(Extracted records)
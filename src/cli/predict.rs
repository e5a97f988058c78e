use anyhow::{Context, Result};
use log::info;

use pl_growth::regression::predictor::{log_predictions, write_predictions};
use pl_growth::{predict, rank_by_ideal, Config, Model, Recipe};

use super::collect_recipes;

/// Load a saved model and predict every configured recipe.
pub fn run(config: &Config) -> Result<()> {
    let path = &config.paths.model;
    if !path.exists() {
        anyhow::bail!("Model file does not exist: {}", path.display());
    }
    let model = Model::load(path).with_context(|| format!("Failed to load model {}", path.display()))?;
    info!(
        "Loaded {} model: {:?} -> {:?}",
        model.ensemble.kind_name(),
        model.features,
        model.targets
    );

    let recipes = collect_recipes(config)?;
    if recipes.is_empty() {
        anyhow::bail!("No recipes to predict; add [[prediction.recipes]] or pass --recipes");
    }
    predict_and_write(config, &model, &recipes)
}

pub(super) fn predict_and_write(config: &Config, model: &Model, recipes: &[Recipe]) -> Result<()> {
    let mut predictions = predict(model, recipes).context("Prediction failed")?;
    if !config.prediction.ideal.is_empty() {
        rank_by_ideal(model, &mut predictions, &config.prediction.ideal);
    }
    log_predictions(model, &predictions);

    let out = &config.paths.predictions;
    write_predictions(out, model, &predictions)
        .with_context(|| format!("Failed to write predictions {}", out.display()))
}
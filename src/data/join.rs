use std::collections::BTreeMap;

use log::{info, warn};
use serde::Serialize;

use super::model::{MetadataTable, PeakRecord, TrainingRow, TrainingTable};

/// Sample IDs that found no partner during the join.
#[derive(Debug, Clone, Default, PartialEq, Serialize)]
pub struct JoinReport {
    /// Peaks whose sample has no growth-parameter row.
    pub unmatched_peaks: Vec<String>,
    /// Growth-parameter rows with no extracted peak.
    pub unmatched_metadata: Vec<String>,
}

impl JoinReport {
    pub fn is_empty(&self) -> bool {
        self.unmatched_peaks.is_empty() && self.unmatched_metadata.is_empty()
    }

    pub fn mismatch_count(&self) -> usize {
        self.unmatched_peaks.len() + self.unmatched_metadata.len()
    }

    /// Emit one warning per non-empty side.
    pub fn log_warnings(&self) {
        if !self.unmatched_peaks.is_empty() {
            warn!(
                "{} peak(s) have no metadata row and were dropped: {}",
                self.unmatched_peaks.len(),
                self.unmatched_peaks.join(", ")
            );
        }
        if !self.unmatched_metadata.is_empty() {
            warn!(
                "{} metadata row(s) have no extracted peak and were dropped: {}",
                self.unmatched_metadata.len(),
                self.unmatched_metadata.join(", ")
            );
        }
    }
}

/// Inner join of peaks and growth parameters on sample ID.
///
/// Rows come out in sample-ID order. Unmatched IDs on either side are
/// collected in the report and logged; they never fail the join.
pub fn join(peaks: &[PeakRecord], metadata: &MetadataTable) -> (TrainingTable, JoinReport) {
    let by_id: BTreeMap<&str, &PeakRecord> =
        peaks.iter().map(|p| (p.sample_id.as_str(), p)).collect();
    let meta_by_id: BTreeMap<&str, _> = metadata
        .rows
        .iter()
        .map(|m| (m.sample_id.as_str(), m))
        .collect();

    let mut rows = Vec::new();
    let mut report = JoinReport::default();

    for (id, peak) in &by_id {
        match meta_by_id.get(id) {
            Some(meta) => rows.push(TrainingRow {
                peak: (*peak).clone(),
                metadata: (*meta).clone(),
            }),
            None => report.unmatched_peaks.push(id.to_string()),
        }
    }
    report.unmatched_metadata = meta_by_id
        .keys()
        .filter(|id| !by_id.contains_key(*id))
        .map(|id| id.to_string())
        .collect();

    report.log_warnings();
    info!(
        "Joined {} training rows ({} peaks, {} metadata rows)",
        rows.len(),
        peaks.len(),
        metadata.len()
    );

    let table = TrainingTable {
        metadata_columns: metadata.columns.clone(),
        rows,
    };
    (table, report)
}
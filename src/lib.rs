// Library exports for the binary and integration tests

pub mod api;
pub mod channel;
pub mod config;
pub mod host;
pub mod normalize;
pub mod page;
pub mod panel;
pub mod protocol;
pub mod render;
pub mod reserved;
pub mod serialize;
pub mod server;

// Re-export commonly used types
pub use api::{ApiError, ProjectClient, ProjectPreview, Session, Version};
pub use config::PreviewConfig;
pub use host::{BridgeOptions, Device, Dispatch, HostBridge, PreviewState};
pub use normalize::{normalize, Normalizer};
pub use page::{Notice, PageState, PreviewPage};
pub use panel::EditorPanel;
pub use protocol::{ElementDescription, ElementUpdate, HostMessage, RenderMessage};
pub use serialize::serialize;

**EXERCISE AIM**
Retype each entry exactly, missing none.

**RESPONSE TO THE TASK**
filename src/cli/predict.rs
repository e5a97f988058c78e
use anyhow::{Context, Result};
use log::info;

use pl_growth::regression::predictor::{log_predictions, write_predictions};
use pl_growth::{predict, rank_by_ideal, Config, Model, Recipe};

use super::collect_recipes;

/// Load a saved model and predict every configured recipe.
pub fn run(config: &Config) -> Result<()> {
    let path = &config.paths.model;
    if !path.exists() {
        anyhow::bail!("Model file does not exist: {}", path.display());
    }
    let model = Model::load(path).with_context(|| format!("Failed to load model {}", path.display()))?;
    info!(
        "Loaded {} model: {:?} -> {:?}",
        model.ensemble.kind_name(),
        model.features,
        model.targets
    );

    let recipes = collect_recipes(config)?;
    if recipes.is_empty() {
        anyhow::bail!("No recipes to predict; add [[prediction.recipes]] or pass --recipes");
    }
    predict_and_write(config, &model, &recipes)
}

pub(super) fn predict_and_write(config: &Config, model: &Model, recipes: &[Recipe]) -> Result<()> {
    let mut predictions = predict(model, recipes).context("Prediction failed")?;
    if !config.prediction.ideal.is_empty() {
        rank_by_ideal(model, &mut predictions, &config.prediction.ideal);
    }
    log_predictions(model, &predictions);

    let out = &config.paths.predictions;
    write_predictions(out, model, &predictions)
        .with_context(|| format!("Failed to write predictions {}", out.display()))
}
filename src/data/join.rs
use std::collections::BTreeMap;

use log::{info, warn};
use serde::Serialize;

use super::model::{MetadataTable, PeakRecord, TrainingRow, TrainingTable};

/// Sample IDs that found no partner during the join.
#[derive(Debug, Clone, Default, PartialEq, Serialize)]
pub struct JoinReport {
    /// Peaks whose sample has no growth-parameter row.
    pub unmatched_peaks: Vec<String>,
    /// Growth-parameter rows with no extracted peak.
    pub unmatched_metadata: Vec<String>,
}

impl JoinReport {
    pub fn is_empty(&self) -> bool {
        self.unmatched_peaks.is_empty() && self.unmatched_metadata.is_empty()
    }

    pub fn mismatch_count(&self) -> usize {
        self.unmatched_peaks.len() + self.unmatched_metadata.len()
    }

    /// Emit one warning per non-empty side.
    pub fn log_warnings(&self) {
        if !self.unmatched_peaks.is_empty() {
            warn!(
                "{} peak(s) have no metadata row and were dropped: {}",
                self.unmatched_peaks.len(),
                self.unmatched_peaks.join(", ")
            );
        }
        if !self.unmatched_metadata.is_empty() {
            warn!(
                "{} metadata row(s) have no extracted peak and were dropped: {}",
                self.unmatched_metadata.len(),
                self.unmatched_metadata.join(", ")
            );
        }
    }
}

/// Inner join of peaks and growth parameters on sample ID.
///
/// Rows come out in sample-ID order. Unmatched IDs on either side are
/// collected in the report and logged; they never fail the join.
pub fn join(peaks: &[PeakRecord], metadata: &MetadataTable) -> (TrainingTable, JoinReport) {
    let by_id: BTreeMap<&str, &PeakRecord> =
        peaks.iter().map(|p| (p.sample_id.as_str(), p)).collect();
    let meta_by_id: BTreeMap<&str, _> = metadata
        .rows
        .iter()
        .map(|m| (m.sample_id.as_str(), m))
        .collect();

    let mut rows = Vec::new();
    let mut report = JoinReport::default();

    for (id, peak) in &by_id {
        match meta_by_id.get(id) {
            Some(meta) => rows.push(TrainingRow {
                peak: (*peak).clone(),
                metadata: (*meta).clone(),
            }),
            None => report.unmatched_peaks.push(id.to_string()),
        }
    }
    report.unmatched_metadata = meta_by_id
        .keys()
        .filter(|id| !by_id.contains_key(*id))
        .map(|id| id.to_string())
        .collect();

    report.log_warnings();
    info!(
        "Joined {} training rows ({} peaks, {} metadata rows)",
        rows.len(),
        peaks.len(),
        metadata.len()
    );

    let table = TrainingTable {
        metadata_columns: metadata.columns.clone(),
        rows,
    };
    (table, report)
}
filename src/lib.rs
// Library exports for the binary and integration tests

pub mod api;
pub mod channel;
pub mod config;
pub mod host;
pub mod normalize;
pub mod page;
pub mod panel;
pub mod protocol;
pub mod render;
pub mod reserved;
pub mod serialize;
pub mod server;

// Re-export commonly used types
pub use api::{ApiError, ProjectClient, ProjectPreview, Session, Version};
pub use config::PreviewConfig;
pub use host::{BridgeOptions, Device, Dispatch, HostBridge, PreviewState};
pub use normalize::{normalize, Normalizer};
pub use page::{Notice, PageState, PreviewPage};
pub use panel::EditorPanel;
pub use protocol::{ElementDescription, ElementUpdate, HostMessage, RenderMessage};
pub use serialize::serialize;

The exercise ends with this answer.